Abstract

The effect of faecal microbiota transplantation on abdominal pain, stool frequency, and stool form in patients with moderate-to-severe irritable bowel syndrome: results from a randomised, double-blind, placebo-controlled study

Scand J Gastroenterol. 2021 May 17;1-9. doi: 10.1080/00365521.2021.1915375.Online ahead of print.

Anna Maria Alcasid Madsen 1, Sofie Ingdam Halkjær 1, Alice Højer Christensen 2, Stig Günther 2, Patrick Denis Browne 3, Thomas Kallemose 4, Lars Hestbjerg Hansen 3, Andreas Munk Petersen 1 5

 
     

Author information

  • 1Gastrounit, Medical Division, Copenhagen University Hospital Hvidovre, Copenhagen, Denmark.
  • 2Department of Gastroenterology, Aleris-Hamlet Hospitals Copenhagen, Soborg, Denmark.
  • 3Department of Plant and Environmental Sciences, University of Copenhagen, Frederiksberg, Denmark.
  • 4Clinical Research Department, Copenhagen University Hospital Hvidovre, Hvidovre, Denmark.
  • 5Department of Clinical Microbiology, Copenhagen University Hospital Hvidovre, Copenhagen, Denmark.

Abstract

Background: Irritable bowel syndrome (IBS) is associated with intestinal dysbiosis. Therefore, faecal microbiota transplantation (FMT) has been hypothesised to have a positive effect in patients with IBS. In this study, we analysed previously unexamined data from our randomised, double-blind, placebo-controlled study (trial registration number NCT02788071). The objective was to evaluate the effect of FMT on abdominal pain, stool frequency, and stool form.

Method: The study included 52 adult patients with moderate-to-severe IBS assigned randomly to treatment with FMT capsules or placebo capsules (1:1) for 12 days. The patients were followed for a total of six months, during which they kept a daily symptom diary tracking their abdominal pain on a scale from 0-10 and their bowel movements using the Bristol Stool Form Scale (BSFS). Diary data were not collected before treatment start.

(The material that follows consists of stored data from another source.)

//! PCX image encoder
//!
//! Writes 256-color images as 8 bpp with a trailing palette and 16-color
//! images as 4 EGA bit planes with the palette in the header.

use super::rle::encode_scanline;
use super::{
    ENCODING_RLE, HEADER_PALETTE_SIZE, ImageVariant, MAX_DIMENSION, PALETTE_MARKER, Palette,
    PcxHeader, PixelBuffer, VERSION,
};
use crate::error::{Error, Result};

/// Encode palette indices as a PCX image of the given variant
///
/// # Errors
/// Returns [`Error::ImageEncodeFailed`] if the dimensions, the palette size
/// or any index do not fit the variant.
pub fn encode_image(variant: ImageVariant, pixels: &PixelBuffer, palette: &Palette) -> Result<Vec<u8>> {
    validate(variant, pixels, palette)?;

    let (bits_per_pixel, planes, bytes_per_line) = match variant {
        ImageVariant::Colors256 => (8, 1, pixels.width.next_multiple_of(2)),
        ImageVariant::Colors16 => (1, 4, pixels.width.div_ceil(8).next_multiple_of(2)),
    };

    let mut header_palette = [0u8; HEADER_PALETTE_SIZE];
    if variant == ImageVariant::Colors16 {
        header_palette.copy_from_slice(&palette.to_rgb_bytes(16));
    }

    let header = PcxHeader {
        version: VERSION,
        encoding: ENCODING_RLE,
        bits_per_pixel,
        x_min: 0,
        y_min: 0,
        x_max: (pixels.width - 1) as u16,
        y_max: (pixels.height - 1) as u16,
        h_dpi: pixels.width as u16,
        v_dpi: pixels.height as u16,
        header_palette,
        planes,
        bytes_per_line: bytes_per_line as u16,
        palette_type: 1,
    };

    let mut out = header.to_bytes().to_vec();
    let mut line = vec![0u8; bytes_per_line * usize::from(planes)];

    for y in 0..pixels.height {
        line.fill(0);
        pack_row(variant, pixels.row(y), bytes_per_line, &mut line);
        out.extend_from_slice(&encode_scanline(&line));
    }

    if variant == ImageVariant::Colors256 {
        out.push(PALETTE_MARKER);
        out.extend_from_slice(&palette.to_rgb_bytes(256));
    }

    Ok(out)
}

fn validate(variant: ImageVariant, pixels: &PixelBuffer, palette: &Palette) -> Result<()> {
    let fail = |message: String| Err(Error::ImageEncodeFailed { message });

    if !(1..=MAX_DIMENSION).contains(&pixels.width) || !(1..=MAX_DIMENSION).contains(&pixels.height) {
        return fail(format!("{}x{} is out of range", pixels.width, pixels.height));
    }
    if pixels.indices.len() != pixels.width * pixels.height {
        return fail(format!(
            "{} indices for a {}x{} image",
            pixels.indices.len(),
            pixels.width,
            pixels.height
        ));
    }
    if palette.is_empty() || palette.len() > variant.palette_len() {
        return fail(format!(
            "palette has {} colors, variant holds up to {}",
            palette.len(),
            variant.palette_len()
        ));
    }
    if let Some(&index) = pixels.indices.iter().find(|&&i| usize::from(i) >= palette.len()) {
        return fail(format!(
            "index {index} outside a {}-color palette",
            palette.len()
        ));
    }
    Ok(())
}

/// Lay one row of indices out in the variant's scan-line format
fn pack_row(variant: ImageVariant, row: &[u8], bytes_per_line: usize, line: &mut [u8]) {
    match variant {
        ImageVariant::Colors256 => line[..row.len()].copy_from_slice(row),
        ImageVariant::Colors16 => {
            for (x, &index) in row.iter().enumerate() {
                for plane in 0..4 {
                    let bit = (index >> plane) & 1;
                    line[plane * bytes_per_line + x / 8] |= bit << (7 - (x % 8));
                }
            }
        }
    }
}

Results: A statistically significant improvement in stool frequency was found in the FMT group from during treatment to post-treatment and 1 month. No statistically significant differences were found between groups at any time during the study for any of abdominal pain, stool frequency, and stool form (as measured by weighted stool score).

Conclusion: In this analysis of results from a randomised, double-blind, placebo-controlled study, we found no clinically beneficial effect of FMT on abdominal pain, stool frequency, or stool form. However, since the current literature on the potential role of FMT in treating IBS shows conflicting results, further studies are required. To assess treatment efficacy, we recommend future studies to include daily symptom diaries both before and after treatment intervention.